ABOUT THIS TASK>
Using the data beneath this instruction, retype only the lines from the one that contains "day offset in" down to the one that contains "return Ok(ScheduleExpr::NextDayAt(parse_time(&compact)?));", both included, exactly as they appear.
== Segment start ==
// SPDX-FileCopyrightText: 2026 Botfleet Contributors
// SPDX-License-Identifier: MIT OR Apache-2.0

//! Circuit breaker wrapping the external clients (LLM, gateway, Whisper).
//!
//! Consecutive-failure counting: after `fail_max` failures in a row the
//! circuit opens for `open_secs`, then a single half-open probe decides
//! whether it closes again. Callers seeing an open circuit receive a
//! typed [`FleetError::RateLimited`] so the task runtime can reschedule.

use std::sync::Mutex;
use std::time::{Duration, Instant};

use crate::FleetError;

/// Breaker tuning, sourced from `circuit_breaker.*` config.
#[derive(Debug, Clone, Copy)]
pub struct CircuitBreakerConfig {
    /// Consecutive failures before the circuit opens.
    pub fail_max: u32,
    /// How long the circuit stays open before a half-open probe.
    pub open_secs: u64,
}

impl Default for CircuitBreakerConfig {
    fn default() -> Self {
        Self {
            fail_max: 5,
            open_secs: 60,
        }
    }
}

/// Observable breaker state.
#[derive(Debug, Clone, Copy, PartialEq, Eq)]
pub enum BreakerState {
    Closed,
    Open,
    HalfOpen,
}

#[derive(Debug)]
struct BreakerInner {
    consecutive_failures: u32,
    open_until: Option<Instant>,
    probe_in_flight: bool,
}

/// Process-scoped circuit breaker for one external service.
#[derive(Debug)]
pub struct CircuitBreaker {
    service: &'static str,
    config: CircuitBreakerConfig,
    inner: Mutex<BreakerInner>,
}

impl CircuitBreaker {
    pub fn new(service: &'static str, config: CircuitBreakerConfig) -> Self {
        Self {
            service,
            config,
            inner: Mutex::new(BreakerInner {
                consecutive_failures: 0,
                open_until: None,
                probe_in_flight: false,
            }),
        }
    }

    /// Gate to call before issuing a request.
    ///
    /// While open, returns `RateLimited` with the remaining open window.
    /// In the half-open window exactly one caller is admitted as probe.
    pub fn acquire(&self) -> Result<(), FleetError> {
        let mut inner = self.inner.lock().unwrap_or_else(|p| p.into_inner());
        if let Some(open_until) = inner.open_until {
            let now = Instant::now();
            if now < open_until {
                let retry_after_secs = (open_until - now).as_secs().max(1);
                return Err(FleetError::RateLimited { retry_after_secs });
            }
            // Half-open: admit one probe, hold everyone else back.
            if inner.probe_in_flight {
                return Err(FleetError::RateLimited {
                    retry_after_secs: 1,
                });
            }
            inner.probe_in_flight = true;
        }
        Ok(())
    }

    /// Records a successful call; closes the circuit.
    pub fn record_success(&self) {
        let mut inner = self.inner.lock().unwrap_or_else(|p| p.into_inner());
        if inner.open_until.is_some() {
            tracing::info!(service = self.service, "circuit closed after probe success");
        }
        inner.consecutive_failures = 0;
        inner.open_until = None;
        inner.probe_in_flight = false;
    }

    /// Records a failed call; opens the circuit at the threshold.
    pub fn record_failure(&self) {
        let mut inner = self.inner.lock().unwrap_or_else(|p| p.into_inner());
        inner.probe_in_flight = false;
        inner.consecutive_failures += 1;
        if inner.consecutive_failures >= self.config.fail_max {
            let open_for = Duration::from_secs(self.config.open_secs);
            inner.open_until = Some(Instant::now() + open_for);
            tracing::warn!(
                service = self.service,
                failures = inner.consecutive_failures,
                open_secs = self.config.open_secs,
                "circuit opened"
            );
        }
    }

    pub fn state(&self) -> BreakerState {
        let inner = self.inner.lock().unwrap_or_else(|p| p.into_inner());
        match inner.open_until {
            Some(until) if Instant::now() < until => BreakerState::Open,
            Some(_) => BreakerState::HalfOpen,
            None => BreakerState::Closed,
        }
    }
}
// SPDX-FileCopyrightText: 2026 Botfleet Contributors
// SPDX-License-Identifier: MIT OR Apache-2.0

//! Block sender: ordered delivery of content blocks to one chat.
//!
//! Blocks are sent strictly in position order, never in parallel. Media
//! is resolved through the per-bot cache, streamed from the origin bot
//! on a miss or an expired identifier, and the new id is cached for the
//! next send. Auto-delete is owned by the scheduler queue, never by a
//! detached in-process timer.

pub mod render;

use std::time::Duration;

use botfleet_config::model::SenderConfig;
use botfleet_core::{Block, FleetError, MediaKind};
use botfleet_queue::{task::EnqueueOptions, QueueName, TaskQueue};
use botfleet_storage::queries::media_cache;
use botfleet_storage::Database;
use botfleet_telegram::{is_expired_file_id_error, media, BotApi, MediaPayload, SentMessage};
use tracing::{debug, info, warn};

pub use render::{render_pix, split_reply, typing_delay_secs, PREVIEW_PIX_CODE};

/// Task name consumed by the scheduler queue for deferred deletes.
pub const DELETE_MESSAGE_TASK: &str = "delete_message";

/// Destination and mode of one block sequence send.
pub struct SendContext<'a> {
    /// Bot delivering the blocks.
    pub api: &'a BotApi,
    /// Origin bot holding the original media (manager bot).
    pub origin_api: &'a BotApi,
    pub bot_id: i64,
    pub chat_id: i64,
    /// PIX code substituted into `{pix}` placeholders.
    pub pix_code: Option<&'a str>,
    /// Admin dry-run: no cache writes, no auto-delete scheduling.
    pub preview: bool,
}

/// Sequenced block delivery over one bot connection.
pub struct BlockSender {
    db: Database,
    tasks: TaskQueue,
    config: SenderConfig,
}

impl BlockSender {
    pub fn new(db: Database, tasks: TaskQueue, config: SenderConfig) -> Self {
        Self { db, tasks, config }
    }

    /// Sends blocks in order; returns the delivered message ids.
    pub async fn send_blocks(
        &self,
        ctx: &SendContext<'_>,
        blocks: &[Block],
    ) -> Result<Vec<i32>, FleetError> {
        let mut message_ids = Vec::with_capacity(blocks.len());
        for block in blocks {
            let sent = self.send_block(ctx, block).await?;
            if block.auto_delete_seconds > 0 && !ctx.preview {
                self.schedule_delete(ctx, sent.message_id, block.auto_delete_seconds)
                    .await?;
            }
            message_ids.push(sent.message_id);
        }
        debug!(
            bot_id = ctx.bot_id,
            chat_id = ctx.chat_id,
            count = message_ids.len(),
            preview = ctx.preview,
            "block sequence delivered"
        );
        Ok(message_ids)
    }

    /// Sends a bare text reply (LLM output) with the typing heuristic,
    /// splitting on `|` into sequential messages.
    pub async fn send_reply(
        &self,
        ctx: &SendContext<'_>,
        text: &str,
    ) -> Result<Vec<i32>, FleetError> {
        let mut message_ids = Vec::new();
        for part in split_reply(text) {
            ctx.api.send_chat_action(ctx.chat_id, None).await.ok();
            let delay = typing_delay_secs(&part, &self.config);
            tokio::time::sleep(Duration::from_secs_f64(delay)).await;
            let sent = ctx.api.send_text(ctx.chat_id, &part).await?;
            message_ids.push(sent.message_id);
        }
        Ok(message_ids)
    }

    async fn send_block(
        &self,
        ctx: &SendContext<'_>,
        block: &Block,
    ) -> Result<SentMessage, FleetError> {
        if block.delay_seconds > 0 {
            tokio::time::sleep(Duration::from_secs(block.delay_seconds.into())).await;
        }

        // Typing/upload indicator matching what is about to arrive.
        ctx.api
            .send_chat_action(ctx.chat_id, block.media_kind)
            .await
            .ok();

        let text = block
            .text
            .as_deref()
            .map(|t| render_pix(t, ctx.pix_code, ctx.preview));

        match (&block.media_file_id, block.media_kind) {
            (Some(original_id), Some(kind)) => {
                self.send_media_resolving(ctx, kind, original_id, text.as_deref())
                    .await
            }
            _ => {
                let text = text.unwrap_or_default();
                if block.delay_seconds == 0 {
                    let delay = typing_delay_secs(&text, &self.config);
                    tokio::time::sleep(Duration::from_secs_f64(delay)).await;
                }
                ctx.api.send_text(ctx.chat_id, &text).await
            }
        }
    }

    /// Sends media through the cache with one re-resolution attempt.
    ///
    /// Cache hit -> send by cached id; an "expired identifier" error
    /// invalidates the entry and falls through to the streaming path.
    /// Cache miss (or preview) -> download from the origin bot, upload,
    /// and store the returned id.
    async fn send_media_resolving(
        &self,
        ctx: &SendContext<'_>,
        kind: MediaKind,
        original_id: &str,
        caption: Option<&str>,
    ) -> Result<SentMessage, FleetError> {
        if !ctx.preview {
            if let Some(cached_id) = media_cache::lookup(&self.db, ctx.bot_id, original_id).await? {
                match ctx
                    .api
                    .send_media(
                        ctx.chat_id,
                        kind,
                        MediaPayload::FileId(cached_id.clone()),
                        caption,
                    )
                    .await
                {
                    Ok(sent) => return Ok(sent),
                    Err(e) if is_expired_file_id_error(&e) => {
                        warn!(
                            bot_id = ctx.bot_id,
                            original_id, "cached file id expired, re-resolving"
                        );
                        media_cache::invalidate(&self.db, ctx.bot_id, original_id).await?;
                    }
                    Err(e) => return Err(e),
                }
            }
        }

        // Stream: fetch the bytes from the origin bot and re-upload.
        let bytes = ctx.origin_api.download_file(original_id).await?;
        let sent = ctx
            .api
            .send_media(
                ctx.chat_id,
                kind,
                MediaPayload::Upload {
                    bytes,
                    file_name: media::upload_file_name(kind).to_string(),
                },
                caption,
            )
            .await?;

        if !ctx.preview {
            if let Some(new_id) = &sent.file_id {
                media_cache::store(&self.db, ctx.bot_id, original_id, new_id, &kind.to_string())
                    .await?;
                info!(bot_id = ctx.bot_id, original_id, "media cache repopulated");
            }
        }
        Ok(sent)
    }

    async fn schedule_delete(
        &self,
        ctx: &SendContext<'_>,
        message_id: i32,
        after_secs: u32,
    ) -> Result<(), FleetError> {
        self.tasks
            .enqueue_in(
                QueueName::Scheduler,
                DELETE_MESSAGE_TASK,
                serde_json::json!({
                    "bot_id": ctx.bot_id,
                    "chat_id": ctx.chat_id,
                    "message_id": message_id,
                }),
                after_secs.into(),
                EnqueueOptions::default(),
            )
            .await?;
        Ok(())
    }
}
// SPDX-FileCopyrightText: 2026 Botfleet Contributors
// SPDX-License-Identifier: MIT OR Apache-2.0

//! Recovery schedule expressions.
//!
//! Three kinds:
//! - relative: `30s`, `10m`, `1h`, `2d` (and bare `0` for "now")
//! - next-day-at: `14:00` -> today at 14:00 if still ahead, else tomorrow
//! - offset-days-at: `+2d 18:00` -> today + 2 days at 18:00, shifted one
//!   more day when that instant is already past
//!
//! Resolution is timezone-aware end-to-end: the campaign timezone
//! drives the local wall-clock math and the result comes back in UTC.

use botfleet_core::FleetError;
use chrono::{DateTime, Duration, NaiveTime, TimeZone, Utc};
use chrono_tz::Tz;

/// A parsed schedule expression.
#[derive(Debug, Clone, PartialEq, Eq)]
pub enum ScheduleExpr {
    /// Fire after this many seconds.
    Relative(u64),
    /// Fire at this local time today, or tomorrow when already past.
    NextDayAt(NaiveTime),
    /// Fire at this local time `days` days ahead, +1 day when past.
    OffsetDaysAt(u32, NaiveTime),
}

impl ScheduleExpr {
    /// Persistence discriminator.
    pub fn kind(&self) -> &'static str {
        match self {
            ScheduleExpr::Relative(_) => "relative",
            ScheduleExpr::NextDayAt(_) => "next_day_at",
            ScheduleExpr::OffsetDaysAt(..) => "plus_days_at",
        }
    }

    /// Persistence value paired with [`Self::kind`].
    pub fn value(&self) -> String {
        match self {
            ScheduleExpr::Relative(secs) => secs.to_string(),
            ScheduleExpr::NextDayAt(time) => time.format("%H:%M").to_string(),
            ScheduleExpr::OffsetDaysAt(days, time) => {
                format!("{days}|{}", time.format("%H:%M"))
            }
        }
    }

    /// Rebuilds an expression from its stored (kind, value) pair.
    pub fn decode(kind: &str, value: &str) -> Result<Self, FleetError> {
        match kind {
            "relative" => {
                let secs = value.parse::<u64>().map_err(|_| {
                    FleetError::Validation(format!("bad relative schedule value {value}"))
                })?;
                Ok(ScheduleExpr::Relative(secs))
            }
            "next_day_at" => Ok(ScheduleExpr::NextDayAt(parse_time(value)?)),
            "plus_days_at" => {
                let (days, time) = value.split_once('|').ok_or_else(|| {
                    FleetError::Validation(format!("bad plus-days schedule value {value}"))
                })?;
                let days = days.parse::<u32>().map_err(|_| {
                    FleetError::Validation(format!("bad plus-days count {days}"))
                })?;
                Ok(ScheduleExpr::OffsetDaysAt(days, parse_time(time)?))
            }
            other => Err(FleetError::Validation(format!("unknown schedule kind {other}"))),
        }
    }
}

fn parse_time(fragment: &str) -> Result<NaiveTime, FleetError> {
    NaiveTime::parse_from_str(fragment.trim(), "%H:%M")
        .map_err(|_| FleetError::Validation(format!("invalid time {fragment}, expected HH:MM")))
}

/// Parses an admin-supplied schedule expression.
pub fn parse_schedule(expression: &str) -> Result<ScheduleExpr, FleetError> {
    let normalized = expression.trim().to_lowercase();
    if normalized.is_empty() {
        return Err(FleetError::Validation("empty schedule expression".into()));
    }
    if normalized == "0" {
        return Ok(ScheduleExpr::Relative(0));
    }

    let compact: String = normalized.chars().filter(|c| !c.is_whitespace()).collect();

    // +Nd HH:MM / +NdHH:MM
    if let Some(rest) = compact.strip_prefix('+') {
        if let Some(d_pos) = rest.find('d') {
            let (days, time) = rest.split_at(d_pos);
            let days = days.parse::<u32>().map_err(|_| {
                FleetError::Validation(format!("invalid day offset in {expression}"))
            })?;
            return Ok(ScheduleExpr::OffsetDaysAt(days, parse_time(&time[1..])?));
        }
        return Err(FleetError::Validation(format!(
            "invalid schedule {expression}, expected +Nd HH:MM"
        )));
    }

    // Bare HH:MM
    if compact.contains(':') {
        return Ok(ScheduleExpr::NextDayAt(parse_time(&compact)?));
    }

    // Relative Ns / Nm / Nh / Nd
    if let Some(unit) = compact.chars().last() {
        let multiplier = match unit {
            's' => 1u64,
            'm' => 60,
            'h' => 3_600,
            'd' => 86_400,
            _ => {
                return Err(FleetError::Validation(format!(
                    "invalid schedule {expression}, examples: 10m, 1h, 2d, 14:00, +2d 18:00"
                )))
            }
        };
        let amount = compact[..compact.len() - 1].parse::<u64>().map_err(|_| {
            FleetError::Validation(format!("invalid amount in schedule {expression}"))
        })?;
        return Ok(ScheduleExpr::Relative(amount * multiplier));
    }

    Err(FleetError::Validation(format!("invalid schedule {expression}")))
}

/// Resolves the next occurrence in UTC from a base instant.
pub fn next_occurrence(
    expr: &ScheduleExpr,
    base: DateTime<Utc>,
    timezone: &str,
) -> Result<DateTime<Utc>, FleetError> {
    let tz: Tz = timezone
        .parse()
        .map_err(|_| FleetError::Validation(format!("invalid timezone {timezone}")))?;

    match expr {
        ScheduleExpr::Relative(secs) => Ok(base + Duration::seconds(*secs as i64)),
        ScheduleExpr::NextDayAt(time) => {
            let candidate = local_instant(base, tz, 0, *time)?;
            if candidate > base {
                Ok(candidate)
            } else {
                local_instant(base, tz, 1, *time)
            }
        }
        ScheduleExpr::OffsetDaysAt(days, time) => {
            let candidate = local_instant(base, tz, *days as i64, *time)?;
            if candidate > base {
                Ok(candidate)
            } else {
                local_instant(base, tz, *days as i64 + 1, *time)
            }
        }
    }
}

/// Local wall-clock instant `days_ahead` days from the base date, in UTC.
///
/// DST gaps resolve to one hour later; ambiguous times take the earlier
/// offset.
fn local_instant(
    base: DateTime<Utc>,
    tz: Tz,
    days_ahead: i64,
    time: NaiveTime,
) -> Result<DateTime<Utc>, FleetError> {
    let local_date = (base.with_timezone(&tz) + Duration::days(days_ahead)).date_naive();
    let naive = local_date.and_time(time);
    match tz.from_local_datetime(&naive) {
        chrono::LocalResult::Single(dt) => Ok(dt.with_timezone(&Utc)),
        chrono::LocalResult::Ambiguous(earliest, _) => Ok(earliest.with_timezone(&Utc)),
        chrono::LocalResult::None => {
            let shifted = naive + Duration::hours(1);
            tz.from_local_datetime(&shifted)
                .earliest()
                .map(|dt| dt.with_timezone(&Utc))
                .ok_or_else(|| {
                    FleetError::Internal(format!("unresolvable local time {naive} in {tz}"))
                })
        }
    }
}

#[cfg(test)]
mod tests {
    use super::*;

    fn utc(s: &str) -> DateTime<Utc> {
        DateTime::parse_from_rfc3339(s).unwrap().with_timezone(&Utc)
    }

    #[test]
    fn parses_relative_units() {
        assert_eq!(parse_schedule("10m").unwrap(), ScheduleExpr::Relative(600));
        assert_eq!(parse_schedule("1h").unwrap(), ScheduleExpr::Relative(3_600));
        assert_eq!(parse_schedule("2d").unwrap(), ScheduleExpr::Relative(172_800));
        assert_eq!(parse_schedule("45s").unwrap(), ScheduleExpr::Relative(45));
        assert_eq!(parse_schedule("0").unwrap(), ScheduleExpr::Relative(0));
    }

    #[test]
    fn parses_time_of_day_forms() {
        let two_pm = NaiveTime::from_hms_opt(14, 0, 0).unwrap();
        assert_eq!(parse_schedule("14:00").unwrap(), ScheduleExpr::NextDayAt(two_pm));
        assert_eq!(
            parse_schedule("+0d14:00").unwrap(),
            ScheduleExpr::OffsetDaysAt(0, two_pm)
        );
        assert_eq!(
            parse_schedule("+2d 18:00").unwrap(),
            ScheduleExpr::OffsetDaysAt(2, NaiveTime::from_hms_opt(18, 0, 0).unwrap())
        );
    }

    #[test]
    fn rejects_malformed_expressions() {
        for bad in ["", "abc", "10x", "25:00", "+d14:00", "+2d", "14h30"] {
            assert!(parse_schedule(bad).is_err(), "{bad} should not parse");
        }
    }

    #[test]
    fn encode_decode_round_trip() {
        for expr in [
            ScheduleExpr::Relative(600),
            ScheduleExpr::NextDayAt(NaiveTime::from_hms_opt(9, 30, 0).unwrap()),
            ScheduleExpr::OffsetDaysAt(2, NaiveTime::from_hms_opt(18, 0, 0).unwrap()),
        ] {
            let decoded = ScheduleExpr::decode(expr.kind(), &expr.value()).unwrap();
            assert_eq!(decoded, expr);
        }
    }

    #[test]
    fn relative_adds_to_base() {
        let base = utc("2026-03-10T12:00:00Z");
        let next = next_occurrence(&ScheduleExpr::Relative(600), base, "UTC").unwrap();
        assert_eq!(next, utc("2026-03-10T12:10:00Z"));
    }

    #[test]
    fn time_of_day_today_when_still_ahead() {
        let base = utc("2026-03-10T10:00:00Z");
        let expr = parse_schedule("14:00").unwrap();
        let next = next_occurrence(&expr, base, "UTC").unwrap();
        assert_eq!(next, utc("2026-03-10T14:00:00Z"));
    }

    #[test]
    fn time_of_day_tomorrow_when_past() {
        // "today 14:00" when now is 16:00 resolves to tomorrow 14:00.
        let base = utc("2026-03-10T16:00:00Z");
        let expr = parse_schedule("14:00").unwrap();
        let next = next_occurrence(&expr, base, "UTC").unwrap();
        assert_eq!(next, utc("2026-03-11T14:00:00Z"));
    }

    #[test]
    fn offset_days_shift_when_past() {
        let base = utc("2026-03-10T19:00:00Z");
        let expr = parse_schedule("+0d 18:00").unwrap();
        let next = next_occurrence(&expr, base, "UTC").unwrap();
        assert_eq!(next, utc("2026-03-11T18:00:00Z"));

        let expr = parse_schedule("+2d 18:00").unwrap();
        let next = next_occurrence(&expr, base, "UTC").unwrap();
        assert_eq!(next, utc("2026-03-12T18:00:00Z"));
    }

    #[test]
    fn campaign_timezone_drives_wall_clock() {
        // 09:00 in São Paulo (UTC-3) is 12:00 UTC.
        let base = utc("2026-03-10T00:00:00Z");
        let expr = parse_schedule("09:00").unwrap();
        let next = next_occurrence(&expr, base, "America/Sao_Paulo").unwrap();
        assert_eq!(next, utc("2026-03-10T12:00:00Z"));
    }

    #[test]
    fn invalid_timezone_is_a_validation_error() {
        let base = utc("2026-03-10T00:00:00Z");
        let expr = parse_schedule("09:00").unwrap();
        assert!(matches!(
            next_occurrence(&expr, base, "Mars/Olympus").unwrap_err(),
            FleetError::Validation(_)
        ));
    }

    #[test]
    fn scenario_s5_step_chain_times() {
        // Steps [10m, +1d 09:00] in São Paulo: step 1 fires 10 minutes
        // after the threshold, step 2 next day 09:00 local.
        let inactive_at = utc("2026-03-10T20:00:00Z");
        let step1 = parse_schedule("10m").unwrap();
        let t1 = next_occurrence(&step1, inactive_at, "America/Sao_Paulo").unwrap();
        assert_eq!(t1, utc("2026-03-10T20:10:00Z"));

        let step2 = parse_schedule("+1d 09:00").unwrap();
        let t2 = next_occurrence(&step2, t1, "America/Sao_Paulo").unwrap();
        // 2026-03-11 09:00 America/Sao_Paulo = 12:00 UTC.
        assert_eq!(t2, utc("2026-03-11T12:00:00Z"));
    }
}
// SPDX-FileCopyrightText: 2026 Botfleet Contributors
// SPDX-License-Identifier: MIT OR Apache-2.0

//! Queue names, enqueue helpers and the retry backoff curve.

use botfleet_core::FleetError;
use botfleet_storage::queries::queue as queue_db;
use botfleet_storage::{now_iso, Database};
use chrono::{DateTime, Utc};
use rand::Rng;
use strum::{Display, EnumString};

/// The named queues and their hard deadlines.
#[derive(Debug, Clone, Copy, PartialEq, Eq, Hash, Display, EnumString)]
#[strum(serialize_all = "snake_case")]
pub enum QueueName {
    Default,
    Ai,
    Audio,
    Media,
    Recovery,
    Notifications,
    Scheduler,
}

impl QueueName {
    pub const ALL: [QueueName; 7] = [
        QueueName::Default,
        QueueName::Ai,
        QueueName::Audio,
        QueueName::Media,
        QueueName::Recovery,
        QueueName::Notifications,
        QueueName::Scheduler,
    ];

    /// Hard per-task deadline; exceeding it cancels the task.
    pub fn deadline_secs(self) -> u64 {
        match self {
            QueueName::Ai => 180,
            QueueName::Media => 300,
            _ => 120,
        }
    }
}

/// Exponential backoff, base 2 seconds, capped at 5 minutes, with
/// +/-20 % jitter so retry storms decorrelate.
pub fn backoff_delay_secs(attempts: i64) -> u64 {
    let exponent = attempts.clamp(0, 16) as u32;
    let base = 2u64.saturating_pow(exponent).min(300);
    let jitter = rand::thread_rng().gen_range(0.8..=1.2);
    ((base as f64) * jitter).round().max(1.0) as u64
}

/// Options for one enqueue.
#[derive(Debug, Clone, Default)]
pub struct EnqueueOptions {
    pub idempotency_key: Option<String>,
    pub max_attempts: Option<i64>,
}

/// Enqueue facade shared by ingress, engine and the flows.
#[derive(Clone)]
pub struct TaskQueue {
    db: Database,
}

impl TaskQueue {
    pub const DEFAULT_MAX_ATTEMPTS: i64 = 3;

    pub fn new(db: Database) -> Self {
        Self { db }
    }

    pub fn database(&self) -> &Database {
        &self.db
    }

    /// Enqueues for immediate execution. Returns the task id, or `None`
    /// when an idempotency key absorbed the enqueue.
    pub async fn enqueue(
        &self,
        queue: QueueName,
        task_name: &str,
        payload: serde_json::Value,
        options: EnqueueOptions,
    ) -> Result<Option<i64>, FleetError> {
        self.enqueue_with_schedule(queue, task_name, payload, options, None)
            .await
    }

    /// Enqueues to run after `delay_secs` (`.schedule(delay)`).
    pub async fn enqueue_in(
        &self,
        queue: QueueName,
        task_name: &str,
        payload: serde_json::Value,
        delay_secs: u64,
        options: EnqueueOptions,
    ) -> Result<Option<i64>, FleetError> {
        let at = Utc::now() + chrono::Duration::seconds(delay_secs as i64);
        self.enqueue_at(queue, task_name, payload, at, options).await
    }

    /// Enqueues to run at an absolute wall-clock time (`.at(when)`).
    pub async fn enqueue_at(
        &self,
        queue: QueueName,
        task_name: &str,
        payload: serde_json::Value,
        at: DateTime<Utc>,
        options: EnqueueOptions,
    ) -> Result<Option<i64>, FleetError> {
        let scheduled_for = at.format("%Y-%m-%dT%H:%M:%S%.3fZ").to_string();
        self.enqueue_with_schedule(queue, task_name, payload, options, Some(scheduled_for))
            .await
    }

    async fn enqueue_with_schedule(
        &self,
        queue: QueueName,
        task_name: &str,
        payload: serde_json::Value,
        options: EnqueueOptions,
        scheduled_for: Option<String>,
    ) -> Result<Option<i64>, FleetError> {
        let id = queue_db::enqueue(
            &self.db,
            &queue.to_string(),
            task_name,
            payload.to_string(),
            options.idempotency_key,
            options.max_attempts.unwrap_or(Self::DEFAULT_MAX_ATTEMPTS),
            scheduled_for,
        )
        .await?;
        if id.is_none() {
            tracing::debug!(task_name, queue = %queue, "enqueue absorbed by idempotency key");
        }
        Ok(id)
    }

    /// Pending depth of one queue.
    pub async fn depth(&self, queue: QueueName) -> Result<i64, FleetError> {
        queue_db::depth(&self.db, &queue.to_string()).await
    }

    /// Returns expired claims to pending (crashed workers).
    pub async fn reclaim_expired(&self) -> Result<usize, FleetError> {
        queue_db::reclaim_expired(&self.db, now_iso()).await
    }
}

#[cfg(test)]
mod tests {
    use super::*;
    use std::str::FromStr;

    #[test]
    fn queue_names_are_snake_case() {
        assert_eq!(QueueName::Default.to_string(), "default");
        assert_eq!(QueueName::Notifications.to_string(), "notifications");
        assert_eq!(QueueName::from_str("ai").unwrap(), QueueName::Ai);
    }

    #[test]
    fn deadlines_match_queue_class() {
        assert_eq!(QueueName::Default.deadline_secs(), 120);
        assert_eq!(QueueName::Ai.deadline_secs(), 180);
        assert_eq!(QueueName::Media.deadline_secs(), 300);
        assert_eq!(QueueName::Recovery.deadline_secs(), 120);
    }

    #[test]
    fn backoff_grows_and_caps_with_jitter_bounds() {
        for attempts in 0..20 {
            let delay = backoff_delay_secs(attempts);
            let base = 2u64.saturating_pow(attempts.min(16) as u32).min(300);
            let lo = ((base as f64) * 0.8).round() as u64;
            let hi = ((base as f64) * 1.2).round() as u64;
            assert!(
                (lo.max(1)..=hi).contains(&delay),
                "attempt {attempts}: {delay} outside [{lo}, {hi}]"
            );
        }
    }

    #[tokio::test]
    async fn enqueue_at_serializes_sortable_timestamp() {
        let db = Database::open_in_memory().await.unwrap();
        let queue = TaskQueue::new(db);
        let at = Utc::now() + chrono::Duration::hours(1);
        queue
            .enqueue_at(
                QueueName::Scheduler,
                "send_recovery_step",
                serde_json::json!({"step_id": 1}),
                at,
                EnqueueOptions::default(),
            )
            .await
            .unwrap()
            .unwrap();
        assert_eq!(queue.depth(QueueName::Scheduler).await.unwrap(), 1);
    }
}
== Segment end ==
SOLUTION FOR THIS PROBLEM>
                FleetError::Validation(format!("invalid day offset in {expression}"))
            })?;
            return Ok(ScheduleExpr::OffsetDaysAt(days, parse_time(&time[1..])?));
        }
        return Err(FleetError::Validation(format!(
            "invalid schedule {expression}, expected +Nd HH:MM"
        )));
    }

    // Bare HH:MM
    if compact.contains(':') {
        return Ok(ScheduleExpr::NextDayAt(parse_time(&compact)?));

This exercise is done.